→ WHAT TO WORK ON
Please output exactly the part of the records below that opens with the line containing "let reference: Cow<'_, str>" and closes with the line containing "last_slash = true;", both lines included, and nothing else.

◆ ◆ ◆ ◆ ◆

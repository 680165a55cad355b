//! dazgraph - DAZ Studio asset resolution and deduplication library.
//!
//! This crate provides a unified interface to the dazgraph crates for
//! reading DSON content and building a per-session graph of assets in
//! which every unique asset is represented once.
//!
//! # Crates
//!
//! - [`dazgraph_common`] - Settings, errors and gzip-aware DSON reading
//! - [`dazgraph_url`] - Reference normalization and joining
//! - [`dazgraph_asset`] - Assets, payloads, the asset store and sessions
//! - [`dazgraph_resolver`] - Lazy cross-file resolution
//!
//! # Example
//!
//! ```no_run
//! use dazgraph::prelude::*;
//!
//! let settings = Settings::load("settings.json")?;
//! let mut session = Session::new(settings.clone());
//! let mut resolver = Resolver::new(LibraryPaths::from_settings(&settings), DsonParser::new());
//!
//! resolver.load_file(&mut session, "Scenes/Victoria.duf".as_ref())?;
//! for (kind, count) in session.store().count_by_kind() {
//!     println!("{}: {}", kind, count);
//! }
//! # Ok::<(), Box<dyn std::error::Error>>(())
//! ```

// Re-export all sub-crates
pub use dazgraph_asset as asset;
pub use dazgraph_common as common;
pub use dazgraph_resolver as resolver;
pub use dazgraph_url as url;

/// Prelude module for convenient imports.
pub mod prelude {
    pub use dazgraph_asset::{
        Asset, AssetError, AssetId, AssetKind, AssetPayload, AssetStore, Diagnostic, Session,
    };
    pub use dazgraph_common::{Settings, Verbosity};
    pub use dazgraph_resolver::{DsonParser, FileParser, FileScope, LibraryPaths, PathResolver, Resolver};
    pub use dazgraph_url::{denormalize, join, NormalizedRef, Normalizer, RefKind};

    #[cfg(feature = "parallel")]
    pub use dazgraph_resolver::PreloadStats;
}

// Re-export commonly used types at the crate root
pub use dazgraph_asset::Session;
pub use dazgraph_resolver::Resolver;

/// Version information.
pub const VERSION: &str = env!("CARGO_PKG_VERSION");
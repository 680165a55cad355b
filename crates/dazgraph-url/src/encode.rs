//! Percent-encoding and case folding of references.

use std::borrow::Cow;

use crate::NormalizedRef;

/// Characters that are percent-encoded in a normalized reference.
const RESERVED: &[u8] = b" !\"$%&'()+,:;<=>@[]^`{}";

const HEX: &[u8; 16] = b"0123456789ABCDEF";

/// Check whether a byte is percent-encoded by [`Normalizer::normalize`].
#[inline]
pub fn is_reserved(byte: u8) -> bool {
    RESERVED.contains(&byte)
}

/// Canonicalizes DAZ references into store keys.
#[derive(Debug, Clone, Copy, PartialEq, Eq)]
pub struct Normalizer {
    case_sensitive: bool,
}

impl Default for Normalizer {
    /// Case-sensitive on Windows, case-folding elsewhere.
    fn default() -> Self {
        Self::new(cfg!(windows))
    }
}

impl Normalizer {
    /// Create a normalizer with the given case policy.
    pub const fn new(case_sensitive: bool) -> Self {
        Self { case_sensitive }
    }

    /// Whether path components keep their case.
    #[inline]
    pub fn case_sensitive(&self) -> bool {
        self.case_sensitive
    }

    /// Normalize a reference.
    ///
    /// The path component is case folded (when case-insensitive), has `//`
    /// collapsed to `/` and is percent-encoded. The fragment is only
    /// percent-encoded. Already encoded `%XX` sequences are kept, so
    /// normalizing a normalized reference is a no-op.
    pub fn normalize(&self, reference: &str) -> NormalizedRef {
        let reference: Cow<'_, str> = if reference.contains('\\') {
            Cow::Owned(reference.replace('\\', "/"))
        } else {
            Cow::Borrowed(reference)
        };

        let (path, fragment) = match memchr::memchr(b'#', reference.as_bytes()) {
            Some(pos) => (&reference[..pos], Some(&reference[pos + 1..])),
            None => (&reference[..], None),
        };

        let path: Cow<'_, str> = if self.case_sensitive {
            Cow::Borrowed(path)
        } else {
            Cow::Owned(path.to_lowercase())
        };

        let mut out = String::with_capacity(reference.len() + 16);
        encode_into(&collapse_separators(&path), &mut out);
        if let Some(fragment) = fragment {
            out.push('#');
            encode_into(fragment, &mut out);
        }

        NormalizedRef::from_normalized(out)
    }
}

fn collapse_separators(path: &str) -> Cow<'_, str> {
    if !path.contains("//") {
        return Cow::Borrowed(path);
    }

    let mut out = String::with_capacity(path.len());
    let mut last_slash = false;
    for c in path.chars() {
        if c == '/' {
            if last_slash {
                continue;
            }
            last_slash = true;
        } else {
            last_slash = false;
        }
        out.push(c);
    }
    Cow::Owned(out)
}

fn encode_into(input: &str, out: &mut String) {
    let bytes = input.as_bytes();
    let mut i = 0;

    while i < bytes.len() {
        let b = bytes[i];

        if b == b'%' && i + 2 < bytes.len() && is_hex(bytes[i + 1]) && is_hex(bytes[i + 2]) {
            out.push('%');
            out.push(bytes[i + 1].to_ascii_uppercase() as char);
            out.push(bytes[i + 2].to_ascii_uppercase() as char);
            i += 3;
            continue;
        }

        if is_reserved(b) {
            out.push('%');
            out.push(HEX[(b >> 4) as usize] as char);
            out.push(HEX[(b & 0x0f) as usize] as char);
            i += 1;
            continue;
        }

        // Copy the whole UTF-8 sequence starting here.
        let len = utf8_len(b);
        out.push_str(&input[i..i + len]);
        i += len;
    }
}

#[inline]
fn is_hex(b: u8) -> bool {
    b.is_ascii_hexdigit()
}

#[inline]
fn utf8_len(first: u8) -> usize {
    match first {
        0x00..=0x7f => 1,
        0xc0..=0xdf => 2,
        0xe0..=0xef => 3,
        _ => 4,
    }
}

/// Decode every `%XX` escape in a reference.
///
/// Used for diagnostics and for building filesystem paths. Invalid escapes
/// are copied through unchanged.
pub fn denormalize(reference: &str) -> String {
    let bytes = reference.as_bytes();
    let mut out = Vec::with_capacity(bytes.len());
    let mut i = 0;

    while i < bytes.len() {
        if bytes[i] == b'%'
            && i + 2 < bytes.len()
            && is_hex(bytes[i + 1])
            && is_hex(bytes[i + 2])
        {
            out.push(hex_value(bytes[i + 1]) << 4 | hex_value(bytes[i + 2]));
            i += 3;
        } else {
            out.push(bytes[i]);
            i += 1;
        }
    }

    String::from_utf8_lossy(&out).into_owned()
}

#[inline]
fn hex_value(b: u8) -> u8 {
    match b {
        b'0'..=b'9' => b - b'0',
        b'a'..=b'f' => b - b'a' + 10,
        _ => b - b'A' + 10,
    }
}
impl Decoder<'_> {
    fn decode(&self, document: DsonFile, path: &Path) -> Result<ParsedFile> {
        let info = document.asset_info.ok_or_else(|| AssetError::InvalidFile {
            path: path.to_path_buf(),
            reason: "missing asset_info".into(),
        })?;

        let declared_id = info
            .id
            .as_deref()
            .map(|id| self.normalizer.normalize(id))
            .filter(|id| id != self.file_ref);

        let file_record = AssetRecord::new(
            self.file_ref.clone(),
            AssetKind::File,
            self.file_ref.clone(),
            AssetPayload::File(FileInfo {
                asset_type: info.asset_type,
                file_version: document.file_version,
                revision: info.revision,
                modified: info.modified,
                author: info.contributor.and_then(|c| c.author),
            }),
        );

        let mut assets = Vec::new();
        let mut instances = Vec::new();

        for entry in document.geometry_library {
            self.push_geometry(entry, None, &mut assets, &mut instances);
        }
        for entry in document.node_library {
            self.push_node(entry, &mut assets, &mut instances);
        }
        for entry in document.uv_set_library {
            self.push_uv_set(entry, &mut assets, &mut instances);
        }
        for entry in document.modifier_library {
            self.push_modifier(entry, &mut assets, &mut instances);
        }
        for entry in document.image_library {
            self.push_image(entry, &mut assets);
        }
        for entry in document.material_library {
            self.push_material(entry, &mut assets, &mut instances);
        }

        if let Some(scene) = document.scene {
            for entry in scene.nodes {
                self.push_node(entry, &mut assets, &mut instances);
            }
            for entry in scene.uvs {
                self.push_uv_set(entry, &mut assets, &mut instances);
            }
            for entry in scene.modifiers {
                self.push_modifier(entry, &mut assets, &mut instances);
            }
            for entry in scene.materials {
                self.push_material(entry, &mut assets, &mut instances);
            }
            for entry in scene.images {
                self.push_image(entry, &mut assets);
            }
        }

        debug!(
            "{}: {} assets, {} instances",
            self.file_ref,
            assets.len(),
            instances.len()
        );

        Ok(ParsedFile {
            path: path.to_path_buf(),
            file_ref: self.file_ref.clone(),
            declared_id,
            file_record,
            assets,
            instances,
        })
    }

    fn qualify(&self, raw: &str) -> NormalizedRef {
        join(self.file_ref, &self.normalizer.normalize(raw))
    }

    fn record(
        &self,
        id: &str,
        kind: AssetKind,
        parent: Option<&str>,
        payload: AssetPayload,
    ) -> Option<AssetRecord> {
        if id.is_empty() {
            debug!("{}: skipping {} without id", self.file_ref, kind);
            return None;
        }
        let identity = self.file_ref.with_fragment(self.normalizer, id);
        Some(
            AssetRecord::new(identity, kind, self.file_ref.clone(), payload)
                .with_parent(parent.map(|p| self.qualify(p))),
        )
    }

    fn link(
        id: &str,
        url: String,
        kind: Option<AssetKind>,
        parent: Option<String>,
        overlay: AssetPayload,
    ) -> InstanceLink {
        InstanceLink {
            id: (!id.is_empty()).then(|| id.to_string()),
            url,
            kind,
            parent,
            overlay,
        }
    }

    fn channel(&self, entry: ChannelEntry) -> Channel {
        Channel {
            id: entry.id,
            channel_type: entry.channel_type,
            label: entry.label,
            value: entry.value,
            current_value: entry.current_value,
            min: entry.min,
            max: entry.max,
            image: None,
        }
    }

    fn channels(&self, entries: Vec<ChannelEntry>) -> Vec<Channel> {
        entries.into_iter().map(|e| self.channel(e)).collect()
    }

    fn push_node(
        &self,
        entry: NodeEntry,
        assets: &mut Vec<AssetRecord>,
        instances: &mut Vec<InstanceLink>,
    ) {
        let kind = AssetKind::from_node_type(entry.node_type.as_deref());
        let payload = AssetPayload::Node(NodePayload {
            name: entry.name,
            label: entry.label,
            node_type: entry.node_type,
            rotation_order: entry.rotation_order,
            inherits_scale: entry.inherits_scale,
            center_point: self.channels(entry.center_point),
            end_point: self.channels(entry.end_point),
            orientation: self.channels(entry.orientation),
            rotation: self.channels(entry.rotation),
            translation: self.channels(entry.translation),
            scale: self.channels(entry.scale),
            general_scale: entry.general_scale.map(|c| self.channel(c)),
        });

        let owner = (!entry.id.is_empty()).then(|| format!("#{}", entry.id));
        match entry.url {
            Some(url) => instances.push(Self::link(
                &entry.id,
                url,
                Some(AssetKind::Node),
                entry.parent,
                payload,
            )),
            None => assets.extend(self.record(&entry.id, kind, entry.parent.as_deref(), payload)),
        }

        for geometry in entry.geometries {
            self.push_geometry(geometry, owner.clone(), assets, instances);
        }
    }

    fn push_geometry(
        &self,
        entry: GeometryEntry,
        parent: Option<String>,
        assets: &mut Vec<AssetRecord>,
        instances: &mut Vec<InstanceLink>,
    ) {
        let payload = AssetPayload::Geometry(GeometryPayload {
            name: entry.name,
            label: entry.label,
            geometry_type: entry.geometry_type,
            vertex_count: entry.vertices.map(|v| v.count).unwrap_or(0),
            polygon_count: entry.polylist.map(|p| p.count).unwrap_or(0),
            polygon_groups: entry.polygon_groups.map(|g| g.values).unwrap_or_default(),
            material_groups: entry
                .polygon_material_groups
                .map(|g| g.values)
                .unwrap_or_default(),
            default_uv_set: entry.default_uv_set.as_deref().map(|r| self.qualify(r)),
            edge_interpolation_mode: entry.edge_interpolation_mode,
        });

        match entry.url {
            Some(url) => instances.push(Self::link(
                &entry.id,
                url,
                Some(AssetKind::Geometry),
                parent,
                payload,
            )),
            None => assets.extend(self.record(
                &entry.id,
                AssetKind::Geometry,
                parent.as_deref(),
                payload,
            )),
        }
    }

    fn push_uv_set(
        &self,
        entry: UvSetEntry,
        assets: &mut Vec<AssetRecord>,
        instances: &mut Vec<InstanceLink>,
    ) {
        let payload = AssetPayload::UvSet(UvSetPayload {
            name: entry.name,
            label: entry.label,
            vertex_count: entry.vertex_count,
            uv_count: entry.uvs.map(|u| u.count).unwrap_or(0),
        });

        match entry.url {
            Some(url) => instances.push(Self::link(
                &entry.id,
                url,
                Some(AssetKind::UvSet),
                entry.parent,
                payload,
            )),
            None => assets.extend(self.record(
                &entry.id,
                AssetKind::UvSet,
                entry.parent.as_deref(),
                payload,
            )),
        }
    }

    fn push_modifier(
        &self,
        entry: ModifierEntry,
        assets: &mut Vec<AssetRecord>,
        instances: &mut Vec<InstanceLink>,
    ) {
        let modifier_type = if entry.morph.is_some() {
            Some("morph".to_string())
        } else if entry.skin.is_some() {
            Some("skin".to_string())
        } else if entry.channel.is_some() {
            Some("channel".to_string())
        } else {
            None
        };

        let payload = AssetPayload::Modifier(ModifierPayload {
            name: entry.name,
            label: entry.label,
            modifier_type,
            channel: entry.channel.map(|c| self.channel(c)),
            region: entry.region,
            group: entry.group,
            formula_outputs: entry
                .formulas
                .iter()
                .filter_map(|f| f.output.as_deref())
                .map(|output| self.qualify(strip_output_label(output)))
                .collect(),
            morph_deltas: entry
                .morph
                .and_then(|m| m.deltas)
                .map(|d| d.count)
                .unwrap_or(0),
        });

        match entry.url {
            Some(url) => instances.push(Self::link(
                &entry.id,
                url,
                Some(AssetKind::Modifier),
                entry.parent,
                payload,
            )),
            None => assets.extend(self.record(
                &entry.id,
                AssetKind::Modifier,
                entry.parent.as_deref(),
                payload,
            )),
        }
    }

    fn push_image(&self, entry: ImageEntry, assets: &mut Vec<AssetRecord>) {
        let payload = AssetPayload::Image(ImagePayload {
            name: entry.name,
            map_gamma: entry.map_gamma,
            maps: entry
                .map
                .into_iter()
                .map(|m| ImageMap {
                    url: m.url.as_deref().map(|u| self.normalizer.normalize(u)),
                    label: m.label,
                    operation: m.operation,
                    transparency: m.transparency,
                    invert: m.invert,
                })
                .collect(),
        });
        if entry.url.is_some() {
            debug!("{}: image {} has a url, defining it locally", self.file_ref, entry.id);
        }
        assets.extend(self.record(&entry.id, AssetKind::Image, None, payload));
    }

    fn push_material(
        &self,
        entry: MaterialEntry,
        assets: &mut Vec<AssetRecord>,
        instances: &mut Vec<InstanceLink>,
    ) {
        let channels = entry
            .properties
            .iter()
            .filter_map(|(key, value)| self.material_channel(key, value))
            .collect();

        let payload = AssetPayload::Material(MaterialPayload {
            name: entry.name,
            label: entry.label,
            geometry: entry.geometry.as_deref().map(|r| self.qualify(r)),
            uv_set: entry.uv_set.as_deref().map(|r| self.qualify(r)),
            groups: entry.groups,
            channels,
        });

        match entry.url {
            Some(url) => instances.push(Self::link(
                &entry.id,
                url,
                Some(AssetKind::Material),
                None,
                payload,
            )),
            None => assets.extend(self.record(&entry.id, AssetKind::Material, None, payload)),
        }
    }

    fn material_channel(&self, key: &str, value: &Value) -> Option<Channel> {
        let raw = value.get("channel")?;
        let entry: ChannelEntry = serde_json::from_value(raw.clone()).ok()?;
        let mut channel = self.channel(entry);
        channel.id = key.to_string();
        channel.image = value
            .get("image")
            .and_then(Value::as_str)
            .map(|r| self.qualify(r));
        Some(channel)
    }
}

◆ ◆ ◆ ◆ ◆

→ WRITTEN REPLY
        let reference: Cow<'_, str> = if reference.contains('\\') {
            Cow::Owned(reference.replace('\\', "/"))
        } else {
            Cow::Borrowed(reference)
        };

        let (path, fragment) = match memchr::memchr(b'#', reference.as_bytes()) {
            Some(pos) => (&reference[..pos], Some(&reference[pos + 1..])),
            None => (&reference[..], None),
        };

        let path: Cow<'_, str> = if self.case_sensitive {
            Cow::Borrowed(path)
        } else {
            Cow::Owned(path.to_lowercase())
        };

        let mut out = String::with_capacity(reference.len() + 16);
        encode_into(&collapse_separators(&path), &mut out);
        if let Some(fragment) = fragment {
            out.push('#');
            encode_into(fragment, &mut out);
        }

        NormalizedRef::from_normalized(out)
    }
}

fn collapse_separators(path: &str) -> Cow<'_, str> {
    if !path.contains("//") {
        return Cow::Borrowed(path);
    }

    let mut out = String::with_capacity(path.len());
    let mut last_slash = false;
    for c in path.chars() {
        if c == '/' {
            if last_slash {
                continue;
            }
            last_slash = true;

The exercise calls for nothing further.